▸ **WHAT THE TASK ASKS**: Set out exactly, line by line, the stretch of data below that begins at the line containing "fn error_response(&self) ->" and ends at the line containing "impl FromRequest for AdminSession", with both ends kept.

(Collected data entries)
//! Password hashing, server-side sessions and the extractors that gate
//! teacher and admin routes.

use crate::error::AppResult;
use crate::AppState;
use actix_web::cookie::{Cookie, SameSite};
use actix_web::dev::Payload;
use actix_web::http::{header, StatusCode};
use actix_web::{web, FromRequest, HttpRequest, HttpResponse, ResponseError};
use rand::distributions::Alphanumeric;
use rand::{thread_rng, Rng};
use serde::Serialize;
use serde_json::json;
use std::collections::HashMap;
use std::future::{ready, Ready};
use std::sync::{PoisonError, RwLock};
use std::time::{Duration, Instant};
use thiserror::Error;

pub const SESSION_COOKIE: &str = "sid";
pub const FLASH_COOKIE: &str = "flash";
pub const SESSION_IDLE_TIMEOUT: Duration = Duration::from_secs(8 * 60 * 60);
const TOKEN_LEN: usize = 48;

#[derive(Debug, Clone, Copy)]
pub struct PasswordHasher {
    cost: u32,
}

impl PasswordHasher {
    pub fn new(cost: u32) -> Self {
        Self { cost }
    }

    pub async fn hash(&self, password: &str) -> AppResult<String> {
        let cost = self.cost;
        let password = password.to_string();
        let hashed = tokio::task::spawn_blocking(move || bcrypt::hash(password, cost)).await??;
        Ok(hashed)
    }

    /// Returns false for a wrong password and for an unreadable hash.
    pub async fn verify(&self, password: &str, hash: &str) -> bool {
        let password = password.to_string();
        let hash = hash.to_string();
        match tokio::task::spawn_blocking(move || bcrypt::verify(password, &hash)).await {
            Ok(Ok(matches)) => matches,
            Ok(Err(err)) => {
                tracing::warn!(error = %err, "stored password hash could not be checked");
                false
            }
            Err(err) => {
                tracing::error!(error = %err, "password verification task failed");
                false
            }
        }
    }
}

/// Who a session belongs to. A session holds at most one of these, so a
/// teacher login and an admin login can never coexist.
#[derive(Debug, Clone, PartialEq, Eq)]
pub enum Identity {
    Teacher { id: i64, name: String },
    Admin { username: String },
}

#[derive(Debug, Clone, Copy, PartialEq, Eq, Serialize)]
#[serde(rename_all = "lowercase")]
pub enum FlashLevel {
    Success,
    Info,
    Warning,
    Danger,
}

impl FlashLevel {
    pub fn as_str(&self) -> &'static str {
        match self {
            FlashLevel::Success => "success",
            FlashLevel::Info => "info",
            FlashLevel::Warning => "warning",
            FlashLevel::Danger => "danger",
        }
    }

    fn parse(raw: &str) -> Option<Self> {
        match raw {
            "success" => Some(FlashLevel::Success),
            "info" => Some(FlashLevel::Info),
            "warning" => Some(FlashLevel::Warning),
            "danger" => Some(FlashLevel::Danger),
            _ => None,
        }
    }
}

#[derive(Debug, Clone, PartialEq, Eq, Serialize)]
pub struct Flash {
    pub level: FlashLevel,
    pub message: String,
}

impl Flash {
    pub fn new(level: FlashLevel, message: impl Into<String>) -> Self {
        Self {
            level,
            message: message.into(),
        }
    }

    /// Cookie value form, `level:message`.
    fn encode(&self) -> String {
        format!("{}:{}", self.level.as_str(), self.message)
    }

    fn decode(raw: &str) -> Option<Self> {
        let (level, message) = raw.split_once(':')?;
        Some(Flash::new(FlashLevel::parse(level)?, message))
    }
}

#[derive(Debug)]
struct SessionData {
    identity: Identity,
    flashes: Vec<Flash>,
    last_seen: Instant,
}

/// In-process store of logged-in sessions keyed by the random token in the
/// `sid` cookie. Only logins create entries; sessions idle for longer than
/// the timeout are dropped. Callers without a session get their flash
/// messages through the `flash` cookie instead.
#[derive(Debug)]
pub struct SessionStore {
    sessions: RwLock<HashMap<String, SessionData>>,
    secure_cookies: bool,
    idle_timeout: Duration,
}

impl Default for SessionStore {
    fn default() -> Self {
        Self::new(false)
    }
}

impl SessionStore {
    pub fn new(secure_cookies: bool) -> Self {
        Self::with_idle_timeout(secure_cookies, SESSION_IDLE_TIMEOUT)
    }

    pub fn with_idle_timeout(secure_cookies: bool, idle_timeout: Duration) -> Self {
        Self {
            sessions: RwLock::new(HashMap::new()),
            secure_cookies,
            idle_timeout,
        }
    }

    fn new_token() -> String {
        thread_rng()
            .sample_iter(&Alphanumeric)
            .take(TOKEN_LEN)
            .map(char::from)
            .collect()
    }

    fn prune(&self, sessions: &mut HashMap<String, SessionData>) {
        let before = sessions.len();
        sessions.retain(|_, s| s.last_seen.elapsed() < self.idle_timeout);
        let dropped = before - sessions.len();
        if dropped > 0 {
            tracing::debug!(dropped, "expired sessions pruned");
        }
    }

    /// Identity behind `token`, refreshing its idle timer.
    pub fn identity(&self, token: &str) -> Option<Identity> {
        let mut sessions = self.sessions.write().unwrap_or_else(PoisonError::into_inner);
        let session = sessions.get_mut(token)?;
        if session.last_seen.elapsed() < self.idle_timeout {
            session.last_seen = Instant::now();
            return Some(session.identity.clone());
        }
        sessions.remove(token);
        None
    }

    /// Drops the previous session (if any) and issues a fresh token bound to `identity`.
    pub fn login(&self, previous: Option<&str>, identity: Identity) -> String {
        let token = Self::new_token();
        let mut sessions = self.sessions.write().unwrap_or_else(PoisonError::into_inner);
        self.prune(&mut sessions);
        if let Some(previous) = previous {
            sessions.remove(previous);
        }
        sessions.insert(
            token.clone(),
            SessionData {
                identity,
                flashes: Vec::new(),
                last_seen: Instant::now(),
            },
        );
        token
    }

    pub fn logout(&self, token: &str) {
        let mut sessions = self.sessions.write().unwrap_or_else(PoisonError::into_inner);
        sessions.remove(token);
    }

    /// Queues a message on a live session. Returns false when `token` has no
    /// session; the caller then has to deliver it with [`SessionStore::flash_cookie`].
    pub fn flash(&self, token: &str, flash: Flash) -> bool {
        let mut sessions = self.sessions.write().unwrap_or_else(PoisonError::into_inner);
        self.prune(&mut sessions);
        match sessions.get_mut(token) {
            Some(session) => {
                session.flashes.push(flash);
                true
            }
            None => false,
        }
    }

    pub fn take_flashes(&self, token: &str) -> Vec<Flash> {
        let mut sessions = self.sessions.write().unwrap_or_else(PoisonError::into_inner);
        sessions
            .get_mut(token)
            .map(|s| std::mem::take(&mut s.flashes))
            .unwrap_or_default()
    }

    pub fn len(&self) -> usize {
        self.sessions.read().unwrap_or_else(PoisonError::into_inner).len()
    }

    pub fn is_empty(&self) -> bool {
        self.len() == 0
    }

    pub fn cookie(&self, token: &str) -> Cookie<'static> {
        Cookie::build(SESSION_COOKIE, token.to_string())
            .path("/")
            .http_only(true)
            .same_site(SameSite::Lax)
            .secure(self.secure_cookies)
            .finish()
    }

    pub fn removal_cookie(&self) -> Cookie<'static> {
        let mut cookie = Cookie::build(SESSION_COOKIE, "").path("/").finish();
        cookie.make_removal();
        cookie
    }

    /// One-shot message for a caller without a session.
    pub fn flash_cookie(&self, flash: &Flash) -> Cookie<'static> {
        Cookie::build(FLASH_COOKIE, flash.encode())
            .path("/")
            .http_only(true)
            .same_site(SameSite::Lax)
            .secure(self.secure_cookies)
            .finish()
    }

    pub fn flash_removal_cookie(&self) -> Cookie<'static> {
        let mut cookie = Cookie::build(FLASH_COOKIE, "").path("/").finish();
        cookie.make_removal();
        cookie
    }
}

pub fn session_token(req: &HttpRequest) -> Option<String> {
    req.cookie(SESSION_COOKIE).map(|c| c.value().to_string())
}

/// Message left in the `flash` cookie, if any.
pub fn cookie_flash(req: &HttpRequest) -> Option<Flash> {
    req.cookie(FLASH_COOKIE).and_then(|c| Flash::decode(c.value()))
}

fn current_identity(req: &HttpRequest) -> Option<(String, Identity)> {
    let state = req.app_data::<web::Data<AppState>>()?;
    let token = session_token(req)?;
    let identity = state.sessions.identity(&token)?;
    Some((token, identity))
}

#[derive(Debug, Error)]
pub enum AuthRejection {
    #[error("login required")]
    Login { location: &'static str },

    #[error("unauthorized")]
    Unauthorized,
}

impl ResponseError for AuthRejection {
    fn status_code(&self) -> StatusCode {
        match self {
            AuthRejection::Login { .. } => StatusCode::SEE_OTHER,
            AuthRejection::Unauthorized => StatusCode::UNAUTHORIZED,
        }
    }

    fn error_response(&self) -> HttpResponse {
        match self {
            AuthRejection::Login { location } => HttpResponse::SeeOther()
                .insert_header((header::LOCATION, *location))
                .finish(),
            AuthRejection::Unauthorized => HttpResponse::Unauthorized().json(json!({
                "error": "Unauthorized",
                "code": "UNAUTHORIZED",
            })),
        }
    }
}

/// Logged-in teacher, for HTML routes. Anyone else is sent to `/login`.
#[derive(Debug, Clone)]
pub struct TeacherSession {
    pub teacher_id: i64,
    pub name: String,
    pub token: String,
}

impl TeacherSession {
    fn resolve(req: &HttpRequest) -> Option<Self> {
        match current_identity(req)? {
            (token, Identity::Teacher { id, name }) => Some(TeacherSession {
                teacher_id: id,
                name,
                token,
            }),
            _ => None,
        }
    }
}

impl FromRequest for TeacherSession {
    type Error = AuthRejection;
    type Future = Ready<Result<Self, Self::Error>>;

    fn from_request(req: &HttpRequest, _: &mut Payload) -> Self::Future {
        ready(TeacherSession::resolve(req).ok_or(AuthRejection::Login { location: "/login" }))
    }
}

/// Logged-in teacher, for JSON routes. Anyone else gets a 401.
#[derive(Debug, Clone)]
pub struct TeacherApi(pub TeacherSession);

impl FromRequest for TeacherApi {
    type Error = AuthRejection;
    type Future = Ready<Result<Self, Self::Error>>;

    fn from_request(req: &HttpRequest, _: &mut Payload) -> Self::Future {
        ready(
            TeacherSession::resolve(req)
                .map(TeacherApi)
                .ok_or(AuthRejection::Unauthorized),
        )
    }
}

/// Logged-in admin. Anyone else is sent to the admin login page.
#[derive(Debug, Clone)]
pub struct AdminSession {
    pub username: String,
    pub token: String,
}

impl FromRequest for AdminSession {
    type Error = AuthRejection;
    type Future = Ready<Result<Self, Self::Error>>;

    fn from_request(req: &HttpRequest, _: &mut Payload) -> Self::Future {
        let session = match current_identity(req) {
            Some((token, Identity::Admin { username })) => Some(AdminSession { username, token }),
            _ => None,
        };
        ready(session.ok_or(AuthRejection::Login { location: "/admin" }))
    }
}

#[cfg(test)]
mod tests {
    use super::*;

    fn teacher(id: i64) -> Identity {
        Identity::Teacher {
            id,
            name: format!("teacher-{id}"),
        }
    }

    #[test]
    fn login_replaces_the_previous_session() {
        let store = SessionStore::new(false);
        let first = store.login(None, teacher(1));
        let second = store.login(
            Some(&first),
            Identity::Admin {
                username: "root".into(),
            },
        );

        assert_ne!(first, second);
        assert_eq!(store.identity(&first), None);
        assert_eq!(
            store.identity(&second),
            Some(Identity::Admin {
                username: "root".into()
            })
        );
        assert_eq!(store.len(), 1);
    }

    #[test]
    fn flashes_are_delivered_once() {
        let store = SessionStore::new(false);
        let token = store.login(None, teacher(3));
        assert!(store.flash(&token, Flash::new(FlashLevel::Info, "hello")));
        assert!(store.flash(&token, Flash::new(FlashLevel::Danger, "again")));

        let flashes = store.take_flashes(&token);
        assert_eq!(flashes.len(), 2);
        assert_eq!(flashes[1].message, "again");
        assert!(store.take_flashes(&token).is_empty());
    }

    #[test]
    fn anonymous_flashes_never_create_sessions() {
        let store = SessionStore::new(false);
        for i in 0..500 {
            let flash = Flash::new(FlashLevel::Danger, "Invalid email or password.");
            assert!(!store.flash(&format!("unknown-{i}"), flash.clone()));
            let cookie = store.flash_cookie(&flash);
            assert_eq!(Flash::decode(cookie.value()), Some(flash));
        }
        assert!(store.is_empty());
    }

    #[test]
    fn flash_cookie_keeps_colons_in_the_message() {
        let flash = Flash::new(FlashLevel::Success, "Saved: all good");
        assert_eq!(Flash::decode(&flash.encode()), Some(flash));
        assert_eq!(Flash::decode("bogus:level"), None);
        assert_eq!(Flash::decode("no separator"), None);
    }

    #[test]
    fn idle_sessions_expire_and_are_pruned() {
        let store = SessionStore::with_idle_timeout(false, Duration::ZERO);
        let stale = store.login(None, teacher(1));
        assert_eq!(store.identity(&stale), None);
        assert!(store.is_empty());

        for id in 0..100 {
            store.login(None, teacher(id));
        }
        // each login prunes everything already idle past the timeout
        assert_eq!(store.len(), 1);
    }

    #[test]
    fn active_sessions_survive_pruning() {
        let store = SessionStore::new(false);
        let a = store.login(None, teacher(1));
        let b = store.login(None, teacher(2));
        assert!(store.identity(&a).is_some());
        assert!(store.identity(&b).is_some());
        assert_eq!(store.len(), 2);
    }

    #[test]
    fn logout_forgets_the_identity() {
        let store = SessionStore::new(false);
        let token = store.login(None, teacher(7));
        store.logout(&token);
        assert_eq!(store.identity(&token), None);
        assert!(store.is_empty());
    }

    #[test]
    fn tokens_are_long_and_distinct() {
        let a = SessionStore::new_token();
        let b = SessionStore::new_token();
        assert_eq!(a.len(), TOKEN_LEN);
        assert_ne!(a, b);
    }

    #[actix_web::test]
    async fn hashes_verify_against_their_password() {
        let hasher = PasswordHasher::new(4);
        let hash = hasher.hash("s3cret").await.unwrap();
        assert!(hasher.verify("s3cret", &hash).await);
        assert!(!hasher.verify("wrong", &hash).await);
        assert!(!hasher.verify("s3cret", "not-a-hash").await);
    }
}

--

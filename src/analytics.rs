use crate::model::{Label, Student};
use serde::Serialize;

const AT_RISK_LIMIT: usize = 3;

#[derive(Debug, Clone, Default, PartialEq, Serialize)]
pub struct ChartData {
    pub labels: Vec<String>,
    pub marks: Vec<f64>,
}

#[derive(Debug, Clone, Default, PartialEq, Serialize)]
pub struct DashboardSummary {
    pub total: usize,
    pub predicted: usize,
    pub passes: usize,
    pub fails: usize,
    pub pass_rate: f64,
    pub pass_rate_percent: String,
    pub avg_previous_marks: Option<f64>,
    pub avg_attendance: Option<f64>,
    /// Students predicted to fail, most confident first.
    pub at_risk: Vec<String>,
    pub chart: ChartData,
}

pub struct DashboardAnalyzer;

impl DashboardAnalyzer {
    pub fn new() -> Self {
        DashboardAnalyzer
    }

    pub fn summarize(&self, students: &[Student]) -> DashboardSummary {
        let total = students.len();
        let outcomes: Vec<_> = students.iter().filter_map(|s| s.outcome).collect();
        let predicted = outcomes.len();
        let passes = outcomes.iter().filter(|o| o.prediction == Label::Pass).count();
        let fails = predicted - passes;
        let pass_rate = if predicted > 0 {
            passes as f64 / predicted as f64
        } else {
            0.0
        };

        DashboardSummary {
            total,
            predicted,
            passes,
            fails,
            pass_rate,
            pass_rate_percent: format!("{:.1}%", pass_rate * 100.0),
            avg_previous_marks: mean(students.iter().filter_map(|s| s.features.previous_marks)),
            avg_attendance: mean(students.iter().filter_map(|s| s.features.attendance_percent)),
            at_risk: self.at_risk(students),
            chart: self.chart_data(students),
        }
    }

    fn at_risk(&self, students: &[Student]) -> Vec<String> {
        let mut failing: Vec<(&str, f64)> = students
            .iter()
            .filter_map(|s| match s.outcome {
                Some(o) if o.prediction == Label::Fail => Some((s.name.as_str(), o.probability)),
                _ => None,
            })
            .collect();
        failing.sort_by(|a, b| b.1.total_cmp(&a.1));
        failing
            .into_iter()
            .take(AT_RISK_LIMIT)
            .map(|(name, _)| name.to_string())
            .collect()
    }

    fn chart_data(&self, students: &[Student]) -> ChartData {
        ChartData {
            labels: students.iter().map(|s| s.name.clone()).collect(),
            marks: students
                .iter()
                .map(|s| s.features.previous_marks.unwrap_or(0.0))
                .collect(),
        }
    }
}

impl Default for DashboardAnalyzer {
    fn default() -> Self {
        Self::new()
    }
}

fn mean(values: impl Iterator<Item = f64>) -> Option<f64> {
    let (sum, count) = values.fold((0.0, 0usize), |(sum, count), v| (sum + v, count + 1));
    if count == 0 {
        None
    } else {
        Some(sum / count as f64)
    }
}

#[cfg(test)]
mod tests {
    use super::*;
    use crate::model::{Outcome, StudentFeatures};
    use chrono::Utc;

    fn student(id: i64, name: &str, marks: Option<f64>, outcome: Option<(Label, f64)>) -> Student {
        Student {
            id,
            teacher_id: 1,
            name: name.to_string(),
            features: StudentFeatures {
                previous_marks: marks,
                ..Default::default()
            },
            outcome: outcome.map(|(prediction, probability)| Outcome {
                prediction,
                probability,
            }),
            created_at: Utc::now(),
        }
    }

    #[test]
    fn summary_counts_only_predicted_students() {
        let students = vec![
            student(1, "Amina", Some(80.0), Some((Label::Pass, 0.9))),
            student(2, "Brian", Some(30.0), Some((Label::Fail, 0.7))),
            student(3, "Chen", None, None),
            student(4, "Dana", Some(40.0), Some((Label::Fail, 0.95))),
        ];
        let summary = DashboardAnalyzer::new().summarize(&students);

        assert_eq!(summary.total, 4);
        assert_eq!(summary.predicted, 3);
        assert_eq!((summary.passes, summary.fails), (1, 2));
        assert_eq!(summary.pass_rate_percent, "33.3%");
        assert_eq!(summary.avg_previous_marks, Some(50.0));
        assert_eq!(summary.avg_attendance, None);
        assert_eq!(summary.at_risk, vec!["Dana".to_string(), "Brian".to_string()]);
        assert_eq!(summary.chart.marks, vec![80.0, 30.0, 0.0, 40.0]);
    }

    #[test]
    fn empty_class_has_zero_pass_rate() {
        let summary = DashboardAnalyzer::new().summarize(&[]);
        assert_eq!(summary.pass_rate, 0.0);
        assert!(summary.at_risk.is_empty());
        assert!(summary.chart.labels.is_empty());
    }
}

▸ **ANSWER FOR THE TASK**:
    fn error_response(&self) -> HttpResponse {
        match self {
            AuthRejection::Login { location } => HttpResponse::SeeOther()
                .insert_header((header::LOCATION, *location))
                .finish(),
            AuthRejection::Unauthorized => HttpResponse::Unauthorized().json(json!({
                "error": "Unauthorized",
                "code": "UNAUTHORIZED",
            })),
        }
    }
}

/// Logged-in teacher, for HTML routes. Anyone else is sent to `/login`.
#[derive(Debug, Clone)]
pub struct TeacherSession {
    pub teacher_id: i64,
    pub name: String,
    pub token: String,
}

impl TeacherSession {
    fn resolve(req: &HttpRequest) -> Option<Self> {
        match current_identity(req)? {
            (token, Identity::Teacher { id, name }) => Some(TeacherSession {
                teacher_id: id,
                name,
                token,
            }),
            _ => None,
        }
    }
}

impl FromRequest for TeacherSession {
    type Error = AuthRejection;
    type Future = Ready<Result<Self, Self::Error>>;

    fn from_request(req: &HttpRequest, _: &mut Payload) -> Self::Future {
        ready(TeacherSession::resolve(req).ok_or(AuthRejection::Login { location: "/login" }))
    }
}

/// Logged-in teacher, for JSON routes. Anyone else gets a 401.
#[derive(Debug, Clone)]
pub struct TeacherApi(pub TeacherSession);

impl FromRequest for TeacherApi {
    type Error = AuthRejection;
    type Future = Ready<Result<Self, Self::Error>>;

    fn from_request(req: &HttpRequest, _: &mut Payload) -> Self::Future {
        ready(
            TeacherSession::resolve(req)
                .map(TeacherApi)
                .ok_or(AuthRejection::Unauthorized),
        )
    }
}

/// Logged-in admin. Anyone else is sent to the admin login page.
#[derive(Debug, Clone)]
pub struct AdminSession {
    pub username: String,
    pub token: String,
}

impl FromRequest for AdminSession {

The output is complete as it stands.